**Stored data entries:**
◇ ◇ ◇ ◇ ◇

//! Image post publishing through the creator composer.
//!
//! The flow is an explicit state machine; each state is one phase of the
//! composer and failures are reported with the phase they occurred in:
//!
//! ```text
//! OpenComposer → SelectImageTab → Upload → FillTitle → FillBody → Submit → Verify → Done
//! ```
//!
//! Tag entry happens inside `FillBody` and is labelled `TagInput`.

use std::time::Duration;

use serde::Serialize;
use tracing::{debug, info, warn};

use crate::app::{Phase, PhaseExt, Result, RednoteError};
use crate::browser::{js_string, resolve_first, wait, Page, Strategy};
use crate::domain::{validate_title, PublishImageContent};

pub const PUBLISH_URL: &str = "https://creator.xiaohongshu.com/publish/publish?source=official";

const UPLOAD_CONTAINER: &str = "div.upload-content";
const CREATOR_TAB: &str = "div.creator-tab";
const IMAGE_TAB_LABEL: &str = "上传图文";
const UPLOAD_INPUT: &str = ".upload-input";
const TITLE_INPUT: &str = "div.d-input input";
const SUBMIT_BUTTON: &str = "div.submit div.d-button-content";
const TOPIC_ITEM: &str = "#creator-editor-topic-container .item";

const BODY_EDITOR: [Strategy; 2] = [
    Strategy::Selector("div.ql-editor"),
    Strategy::PlaceholderAncestor {
        tag: "p",
        placeholder: "输入正文描述",
        role: "textbox",
        max_depth: 5,
    },
];

/// Presses of ArrowDown that move the caret past any multi-line body.
const CURSOR_ADVANCE_PRESSES: usize = 20;

const VERIFY_TIMEOUT: Duration = Duration::from_secs(10);

/// Whether the platform acknowledged the submission.
#[derive(Debug, Clone, Copy, PartialEq, Eq, Serialize)]
#[serde(rename_all = "snake_case")]
pub enum PublishOutcome {
    Confirmed,
    Unconfirmed,
}

#[derive(Debug, Clone, Copy, PartialEq, Eq)]
enum PublishState {
    OpenComposer,
    SelectImageTab,
    Upload,
    FillTitle,
    FillBody,
    Submit,
    Verify,
    Done(PublishOutcome),
}

/// Publish an image post. Input is validated before the composer is opened.
///
/// Opening the composer and picking the tab share the page timeout, the
/// upload has its own bound, and every later step gets a fresh page timeout
/// of its own. Tags are bounded one at a time, so a long tag list never
/// runs into a deadline meant for a single step.
pub async fn publish<P: Page>(page: &P, content: &PublishImageContent) -> Result<PublishOutcome> {
    validate_title(&content.title)?;
    content.validate()?;

    let step_timeout = page.timeouts().page();
    let setup = page.with_timeout(step_timeout);
    let mut state = PublishState::OpenComposer;

    loop {
        debug!(state = ?state, "Publish step");
        state = match state {
            PublishState::OpenComposer => {
                open_composer(&setup).await.phase(Phase::OpenComposer)?;
                PublishState::SelectImageTab
            }
            PublishState::SelectImageTab => {
                select_image_tab(&setup).await.phase(Phase::SelectImageTab)?;
                PublishState::Upload
            }
            PublishState::Upload => {
                upload_images(page, content).await.phase(Phase::Upload)?;
                PublishState::FillTitle
            }
            PublishState::FillTitle => {
                fill_title(&page.with_timeout(step_timeout), &content.title)
                    .await
                    .phase(Phase::FillTitle)?;
                PublishState::FillBody
            }
            PublishState::FillBody => {
                let editor = fill_body(&page.with_timeout(step_timeout), &content.content)
                    .await
                    .phase(Phase::FillBody)?;
                input_tags(page, &editor, &content.tags)
                    .await
                    .phase(Phase::TagInput)?;
                PublishState::Submit
            }
            PublishState::Submit => {
                submit(&page.with_timeout(step_timeout)).await.phase(Phase::Submit)?;
                PublishState::Verify
            }
            PublishState::Verify => PublishState::Done(verify(page).await?),
            PublishState::Done(outcome) => {
                info!(title = %content.title, outcome = ?outcome, "Publish finished");
                return Ok(outcome);
            }
        };
    }
}

async fn open_composer<P: Page>(page: &P) -> Result<()> {
    page.navigate(PUBLISH_URL).await?;
    wait::wait_visible(page, UPLOAD_CONTAINER).await?;
    info!("Composer ready");
    wait::settle(page, "composer render", Duration::from_secs(1)).await
}

/// Click the image post tab. A missing or unclickable tab is only logged.
async fn select_image_tab<P: Page>(page: &P) -> Result<()> {
    let labels = page.texts(CREATOR_TAB).await?;
    debug!(count = labels.len(), "Found creator tabs");

    match labels.iter().position(|l| l.trim() == IMAGE_TAB_LABEL) {
        Some(index) => match page.click(CREATOR_TAB, index).await {
            Ok(()) => {}
            Err(RednoteError::Cancelled) => return Err(RednoteError::Cancelled),
            Err(e) => warn!("Could not click image tab: {}", e),
        },
        None => warn!("Image tab not found, staying on current tab"),
    }

    wait::settle(page, "tab switch", Duration::from_secs(1)).await
}

async fn upload_images<P: Page>(page: &P, content: &PublishImageContent) -> Result<()> {
    let page = page.with_timeout(page.timeouts().upload());

    wait::wait_present(&page, UPLOAD_INPUT).await?;
    page.set_files(UPLOAD_INPUT, &content.image_paths).await?;
    info!(count = content.image_paths.len(), "Images attached");

    wait::settle(&page, "image upload", Duration::from_secs(3)).await
}

async fn fill_title<P: Page>(page: &P, title: &str) -> Result<()> {
    wait::wait_present(page, TITLE_INPUT).await?;
    page.type_text(TITLE_INPUT, title).await?;
    wait::settle(page, "title input", Duration::from_secs(1)).await
}

/// Type the body and return the selector of the resolved editor.
async fn fill_body<P: Page>(page: &P, body: &str) -> Result<String> {
    let editor = resolve_first(page, "body editor", &BODY_EDITOR).await?;
    page.type_text(&editor.selector, body).await?;
    Ok(editor.selector)
}

/// Append tags on their own paragraph after the body.
///
/// The caret is moved to the end of the body, two line breaks are inserted,
/// then each tag is typed as `#tag` and committed through the topic dropdown
/// when it offers a suggestion, or with a trailing space when it does not.
/// Leading `#` characters are stripped and tags left empty are skipped.
async fn input_tags<P: Page>(page: &P, editor: &str, tags: &[String]) -> Result<()> {
    let tags: Vec<&str> = tags
        .iter()
        .map(|t| t.trim().trim_start_matches('#'))
        .filter(|t| !t.is_empty())
        .collect();
    if tags.is_empty() {
        return Ok(());
    }

    let step_timeout = page.timeouts().page();
    let caret = page.with_timeout(step_timeout);
    wait::settle(&caret, "editor focus", Duration::from_secs(1)).await?;
    for _ in 0..CURSOR_ADVANCE_PRESSES {
        caret.press_key(editor, "ArrowDown").await?;
        wait::settle(&caret, "cursor advance", Duration::from_millis(10)).await?;
    }
    caret.press_key(editor, "Enter").await?;
    caret.press_key(editor, "Enter").await?;
    wait::settle(&caret, "tag paragraph", Duration::from_secs(1)).await?;

    for tag in tags {
        input_tag(&page.with_timeout(step_timeout), editor, tag).await?;
    }
    Ok(())
}

async fn input_tag<P: Page>(page: &P, editor: &str, tag: &str) -> Result<()> {
    page.type_text(editor, "#").await?;
    wait::settle(page, "topic trigger", Duration::from_millis(200)).await?;

    for ch in tag.chars() {
        page.type_text(editor, &ch.to_string()).await?;
        wait::settle(page, "tag keystroke", Duration::from_millis(50)).await?;
    }
    wait::settle(page, "topic suggestions", Duration::from_secs(1)).await?;

    if page.has(TOPIC_ITEM).await? {
        page.click(TOPIC_ITEM, 0).await?;
        debug!(tag, "Picked topic suggestion");
        wait::settle(page, "topic pick", Duration::from_millis(200)).await?;
    } else {
        debug!(tag, "No topic suggestion, ending tag with a space");
        page.type_text(editor, " ").await?;
    }

    wait::settle(page, "tag commit", Duration::from_millis(500)).await
}

async fn submit<P: Page>(page: &P) -> Result<()> {
    wait::settle(page, "before submit", Duration::from_secs(1)).await?;
    wait::wait_present(page, SUBMIT_BUTTON).await?;
    page.click(SUBMIT_BUTTON, 0).await?;
    info!("Publish submitted");
    wait::settle(page, "after submit", Duration::from_secs(3)).await
}

fn success_predicate() -> String {
    format!(
        r#"(() => {{
            if (!location.pathname.startsWith('/publish/publish')) return true;
            if (document.querySelector('.success-container')) return true;
            return (document.body && document.body.innerText || '').includes({text});
        }})()"#,
        text = js_string("发布成功"),
    )
}

/// Look for a sign that the post was accepted. Absence is not an error.
async fn verify<P: Page>(page: &P) -> Result<PublishOutcome> {
    let bounded = page.with_timeout(VERIFY_TIMEOUT);
    match wait::wait_for(&bounded, "publish confirmation", &success_predicate()).await {
        Ok(()) => Ok(PublishOutcome::Confirmed),
        Err(RednoteError::Cancelled) => Err(RednoteError::Cancelled),
        Err(e) => {
            warn!("Publish not confirmed: {}", e);
            Ok(PublishOutcome::Unconfirmed)
        }
    }
}

#[cfg(test)]
mod tests {
    use std::path::PathBuf;

    use super::*;
    use crate::browser::testing::FakePage;
    use serde_json::json;

    fn composer() -> FakePage {
        let page = FakePage::new();
        page.add_element(UPLOAD_CONTAINER);
        page.set_texts(CREATOR_TAB, &["上传视频", "上传图文", "写长文"]);
        page.add_element(UPLOAD_INPUT);
        page.add_element(TITLE_INPUT);
        page.add_element("div.ql-editor");
        page.add_element(SUBMIT_BUTTON);
        page.on_eval("输入正文描述", json!(false));
        page
    }

    fn post(tags: &[&str]) -> PublishImageContent {
        PublishImageContent::new(
            "Morning coffee",
            "Flat white at the corner cafe",
            tags.iter().map(|t| t.to_string()).collect(),
            vec![PathBuf::from("/tmp/a.jpg"), PathBuf::from("/tmp/b.jpg")],
        )
    }

    #[tokio::test(start_paused = true)]
    async fn test_publish_runs_phases_in_order() {
        let page = composer();

        let outcome = publish(&page, &post(&[])).await.unwrap();
        assert_eq!(outcome, PublishOutcome::Confirmed);
        assert_eq!(
            page.calls(),
            vec![
                format!("navigate {}", PUBLISH_URL),
                format!("click {}#1", CREATOR_TAB),
                format!("files {} 2", UPLOAD_INPUT),
                format!("type {} Morning coffee", TITLE_INPUT),
                "type div.ql-editor Flat white at the corner cafe".to_string(),
                format!("click {}#0", SUBMIT_BUTTON),
            ]
        );
    }

    #[tokio::test(start_paused = true)]
    async fn test_tag_sequence_without_suggestions() {
        let page = composer();

        publish(&page, &post(&["#ab"])).await.unwrap();

        let calls = page.calls();
        let body = calls
            .iter()
            .position(|c| c == "type div.ql-editor Flat white at the corner cafe")
            .unwrap();
        let tag_calls = &calls[body + 1..calls.len() - 1];

        let arrows = tag_calls
            .iter()
            .filter(|c| *c == "press div.ql-editor ArrowDown")
            .count();
        assert_eq!(arrows, 20);
        assert_eq!(
            &tag_calls[20..],
            &[
                "press div.ql-editor Enter",
                "press div.ql-editor Enter",
                "type div.ql-editor #",
                "type div.ql-editor a",
                "type div.ql-editor b",
                "type div.ql-editor  ",
            ]
        );
    }

    #[tokio::test(start_paused = true)]
    async fn test_tag_commits_through_suggestion() {
        let page = composer();
        page.add_element(TOPIC_ITEM);

        publish(&page, &post(&["cafe"])).await.unwrap();

        let calls = page.calls();
        assert!(calls.contains(&format!("click {}#0", TOPIC_ITEM)));
        assert!(!calls.contains(&"type div.ql-editor  ".to_string()));
    }

    #[tokio::test(start_paused = true)]
    async fn test_missing_upload_input_is_upload_phase_error() {
        let page = FakePage::new();
        page.add_element(UPLOAD_CONTAINER);

        let err = publish(&page, &post(&[])).await.unwrap_err();
        assert!(matches!(
            err,
            RednoteError::Phase { phase: Phase::Upload, .. }
        ));
        assert!(matches!(err.root(), RednoteError::Timeout(_)));
    }

    #[tokio::test(start_paused = true)]
    async fn test_missing_editor_is_fill_body_error() {
        let page = FakePage::new();
        page.add_element(UPLOAD_CONTAINER);
        page.add_element(UPLOAD_INPUT);
        page.add_element(TITLE_INPUT);
        page.on_eval("输入正文描述", json!(false));

        let err = publish(&page, &post(&[])).await.unwrap_err();
        assert!(matches!(
            err,
            RednoteError::Phase { phase: Phase::FillBody, .. }
        ));
        assert!(matches!(err.root(), RednoteError::ElementNotFound(_)));
    }

    #[tokio::test(start_paused = true)]
    async fn test_unconfirmed_publish_is_not_an_error() {
        let page = composer();
        page.on_eval("发布成功", json!(false));

        let outcome = publish(&page, &post(&[])).await.unwrap();
        assert_eq!(outcome, PublishOutcome::Unconfirmed);
    }

    #[tokio::test(start_paused = true)]
    async fn test_long_tag_list_outlasts_page_timeout() {
        let page = composer();
        let tags: Vec<String> = (0..25).map(|i| format!("coffeetag{}", i % 10)).collect();
        let tags: Vec<&str> = tags.iter().map(String::as_str).collect();

        let outcome = publish(&page, &post(&tags)).await.unwrap();
        assert_eq!(outcome, PublishOutcome::Confirmed);

        let calls = page.calls();
        let triggers = calls.iter().filter(|c| *c == "type div.ql-editor #").count();
        assert_eq!(triggers, 25);
        assert_eq!(calls.last().unwrap(), &format!("click {}#0", SUBMIT_BUTTON));
    }

    #[tokio::test(start_paused = true)]
    async fn test_hashes_stripped_from_literal_content() {
        let page = composer();
        let content = PublishImageContent {
            title: "Morning coffee".into(),
            content: "Flat white".into(),
            tags: vec!["##foo".into(), "#".into()],
            image_paths: vec![PathBuf::from("/tmp/a.jpg")],
        };

        publish(&page, &content).await.unwrap();

        let calls = page.calls();
        let triggers = calls.iter().filter(|c| *c == "type div.ql-editor #").count();
        assert_eq!(triggers, 1);
        let start = calls.iter().position(|c| c == "type div.ql-editor #").unwrap();
        assert_eq!(
            &calls[start + 1..start + 4],
            &["type div.ql-editor f", "type div.ql-editor o", "type div.ql-editor o"]
        );
    }

    #[tokio::test]
    async fn test_invalid_input_rejected_before_navigation() {
        let page = composer();

        let wide = PublishImageContent::new("咖".repeat(21), "body", vec![], vec![PathBuf::from("a.jpg")]);
        assert!(matches!(
            publish(&page, &wide).await,
            Err(RednoteError::Validation(_))
        ));

        let no_images = PublishImageContent::new("ok", "body", vec![], vec![]);
        assert!(matches!(
            publish(&page, &no_images).await,
            Err(RednoteError::Validation(_))
        ));
        assert!(page.calls().is_empty());
    }
}
pub mod commands;

use std::path::PathBuf;

use clap::{Parser, Subcommand};

#[derive(Parser)]
#[command(name = "rednote")]
#[command(about = "Browser automation for the xiaohongshu web UI", long_about = None)]
pub struct Cli {
    /// Show the browser window instead of running headless
    #[arg(long, global = true)]
    pub headed: bool,

    /// Path to the Chrome/Chromium executable
    #[arg(long, global = true)]
    pub bin: Option<PathBuf>,

    #[command(subcommand)]
    pub command: Commands,
}

#[derive(Subcommand)]
pub enum Commands {
    /// Check whether the stored login is still valid
    Status,
    /// Open the login page and wait for a QR code scan
    Login,
    /// Publish an image post
    Publish {
        /// Post title (at most 40 display units)
        #[arg(long)]
        title: String,

        /// Post body
        #[arg(long)]
        content: String,

        /// Image URL or local path; repeat for several images
        #[arg(long = "image", required = true)]
        images: Vec<String>,

        /// Topic tag, with or without a leading '#'; repeat for several tags
        #[arg(long = "tag")]
        tags: Vec<String>,
    },
    /// List the home feed
    Feeds,
    /// Search notes by keyword
    Search {
        keyword: String,
    },
    /// Show a note with its comments
    Detail {
        feed_id: String,
        xsec_token: String,
    },
    /// Comment on a note
    Comment {
        feed_id: String,
        xsec_token: String,
        content: String,
    },
    /// Save home feed notes as Markdown files
    Archive {
        /// Number of notes to save
        #[arg(short, long)]
        limit: Option<usize>,

        /// Directory that receives the timestamped batch folder
        #[arg(short, long)]
        output: Option<PathBuf>,
    },
}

◇ ◇ ◇ ◇ ◇

**WHAT THIS TASK INVOLVES:**
Copy out only the lines of the records above from the one with "const BODY_EDITOR: [Strategy;" through the one with "const VERIFY_TIMEOUT: Duration", exactly as they stand, both included.

**EXPECTED OUTPUT:**
const BODY_EDITOR: [Strategy; 2] = [
    Strategy::Selector("div.ql-editor"),
    Strategy::PlaceholderAncestor {
        tag: "p",
        placeholder: "输入正文描述",
        role: "textbox",
        max_depth: 5,
    },
];

/// Presses of ArrowDown that move the caret past any multi-line body.
const CURSOR_ADVANCE_PRESSES: usize = 20;

const VERIFY_TIMEOUT: Duration = Duration::from_secs(10);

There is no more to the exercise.